**Task to carry out**
Once the line containing "use tracerr::Traced;" is found in the records below, return it and each following line exactly, up to and including the line containing "async fn execute(&self, cmd: CreateHotel)", and nothing else.

---------------

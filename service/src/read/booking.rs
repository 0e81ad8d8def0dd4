//! [`Booking`]-related read definitions.

#[cfg(doc)]
use crate::domain::Booking;

pub mod list {
    //! [`Booking`] list definitions.

    use crate::domain::{booking, hotel, room, user, Booking};
    #[cfg(doc)]
    use crate::domain::{Hotel, Room, User};

    /// Filter of a [`Booking`] list.
    #[derive(Clone, Copy, Debug)]
    pub struct Filter {
        /// ID of the [`User`] who made the [`Booking`]s.
        pub user_id: user::Id,

        /// [`booking::Status`] of the [`Booking`]s, if any.
        pub status: Option<booking::Status>,
    }

    /// Item of a [`Booking`] list, newest first.
    #[derive(Clone, Debug)]
    pub struct Item {
        /// Listed [`Booking`].
        pub booking: Booking,

        /// [`hotel::Name`] of the booked [`Hotel`].
        pub hotel_name: hotel::Name,

        /// [`room::Number`] of the booked [`Room`].
        pub room_number: room::Number,

        /// [`room::Kind`] of the booked [`Room`].
        pub room_kind: room::Kind,
    }
}
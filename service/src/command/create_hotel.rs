//! [`Command`] for creating a new [`Hotel`].

use common::{
    operations::{Commit, Insert, Transact, Transacted},
    DateTime,
};
use derive_more::{Display, Error, From};
use tracerr::Traced;

#[cfg(doc)]
use crate::domain::hotel::{Amenity, City, Country, Description, Name};
use crate::{
    domain::{hotel, Hotel},
    infra::{database, Database},
    policy::{self, Caller},
    Service,
};

use super::Command;

/// [`Command`] for creating a new [`Hotel`].
#[derive(Clone, Debug)]
pub struct CreateHotel {
    /// [`Caller`] creating the [`Hotel`] and becoming its owner.
    pub caller: Caller,

    /// [`Name`] of a new [`Hotel`].
    pub name: hotel::Name,

    /// [`Description`] of a new [`Hotel`], if any.
    pub description: Option<hotel::Description>,

    /// [`City`] of a new [`Hotel`].
    pub city: hotel::City,

    /// [`Country`] of a new [`Hotel`].
    pub country: hotel::Country,

    /// [`Amenity`] labels of a new [`Hotel`].
    pub amenities: Vec<hotel::Amenity>,
}

impl<Db> Command<CreateHotel> for Service<Db>
where
    Db: Database<Transact, Err = Traced<database::Error>>,
    Transacted<Db>: Database<Insert<Hotel>, Err = Traced<database::Error>>
        + Database<Commit, Err = Traced<database::Error>>,
{
    type Ok = Hotel;
    type Err = Traced<ExecutionError>;

    async fn execute(&self, cmd: CreateHotel) -> Result<Self::Ok, Self::Err> {
        use ExecutionError as E;

        let CreateHotel {
            caller,
            name,
            description,
            city,
            country,
            amenities,
        } = cmd;

        policy::create_hotel(caller)
            .ok()
            .map_err(tracerr::from_and_wrap!(=> E))?;

        let hotel = Hotel {
            id: hotel::Id::new(),
            owner_id: caller.id,
            name,
            description,
            city,
            country,
            amenities,
            rating: hotel::Rating::NONE,
            created_at: DateTime::now().coerce(),
        };

        let tx = self
            .database()
            .execute(Transact)
            .await
            .map_err(tracerr::map_from_and_wrap!(=> E))?;
        tx.execute(Insert(hotel.clone()))
            .await
            .map_err(tracerr::map_from_and_wrap!(=> E))
            .map(drop)?;
        tx.execute(Commit)
            .await
            .map_err(tracerr::map_from_and_wrap!(=> E))
            .map(drop)?;

        Ok(hotel)
    }
}

/// Error of [`CreateHotel`] [`Command`] execution.
#[derive(Debug, Display, Error, From)]
pub enum ExecutionError {
    /// [`Database`] error.
    #[display("`Database` operation failed: {_0}")]
    Db(database::Error),

    /// [`Caller`] is not allowed to create [`Hotel`]s.
    #[display("Forbidden: {_0}")]
    Forbidden(policy::Reason),
}
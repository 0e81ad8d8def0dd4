//! Application provides HTTP API for interacting with the [`Service`].

#![deny(
    nonstandard_style,
    rust_2018_idioms,
    rustdoc::all,
    trivial_casts,
    trivial_numeric_casts,
    unsafe_code
)]
#![forbid(non_ascii_idents)]
#![warn(
    clippy::allow_attributes,
    clippy::allow_attributes_without_reason,
    clippy::pedantic,
    clippy::wildcard_enum_match_arm,
    deprecated_in_future,
    missing_copy_implementations,
    missing_debug_implementations,
    missing_docs,
    unreachable_pub,
    unused_crate_dependencies,
    unused_import_braces,
    unused_labels,
    unused_lifetimes,
    unused_qualifications,
    unused_results
)]

pub mod api;
pub mod args;
pub mod config;
mod context;
pub mod error;

// Used in binary.
use axum_client_ip as _;
use refinery as _;
use tokio as _;
use tower_http as _;
use tracing_subscriber as _;

pub use self::{
    args::Args,
    config::Config,
    context::Context,
    error::{AsError, Error},
};

/// [`Service`] with filled infrastructure dependencies.
///
/// [`Service`]: service::Service
pub type Service = service::Service<service::infra::Postgres>;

---------------

**Exercise result**
use tracerr::Traced;

#[cfg(doc)]
use crate::domain::hotel::{Amenity, City, Country, Description, Name};
use crate::{
    domain::{hotel, Hotel},
    infra::{database, Database},
    policy::{self, Caller},
    Service,
};

use super::Command;

/// [`Command`] for creating a new [`Hotel`].
#[derive(Clone, Debug)]
pub struct CreateHotel {
    /// [`Caller`] creating the [`Hotel`] and becoming its owner.
    pub caller: Caller,

    /// [`Name`] of a new [`Hotel`].
    pub name: hotel::Name,

    /// [`Description`] of a new [`Hotel`], if any.
    pub description: Option<hotel::Description>,

    /// [`City`] of a new [`Hotel`].
    pub city: hotel::City,

    /// [`Country`] of a new [`Hotel`].
    pub country: hotel::Country,

    /// [`Amenity`] labels of a new [`Hotel`].
    pub amenities: Vec<hotel::Amenity>,
}

impl<Db> Command<CreateHotel> for Service<Db>
where
    Db: Database<Transact, Err = Traced<database::Error>>,
    Transacted<Db>: Database<Insert<Hotel>, Err = Traced<database::Error>>
        + Database<Commit, Err = Traced<database::Error>>,
{
    type Ok = Hotel;
    type Err = Traced<ExecutionError>;

    async fn execute(&self, cmd: CreateHotel) -> Result<Self::Ok, Self::Err> {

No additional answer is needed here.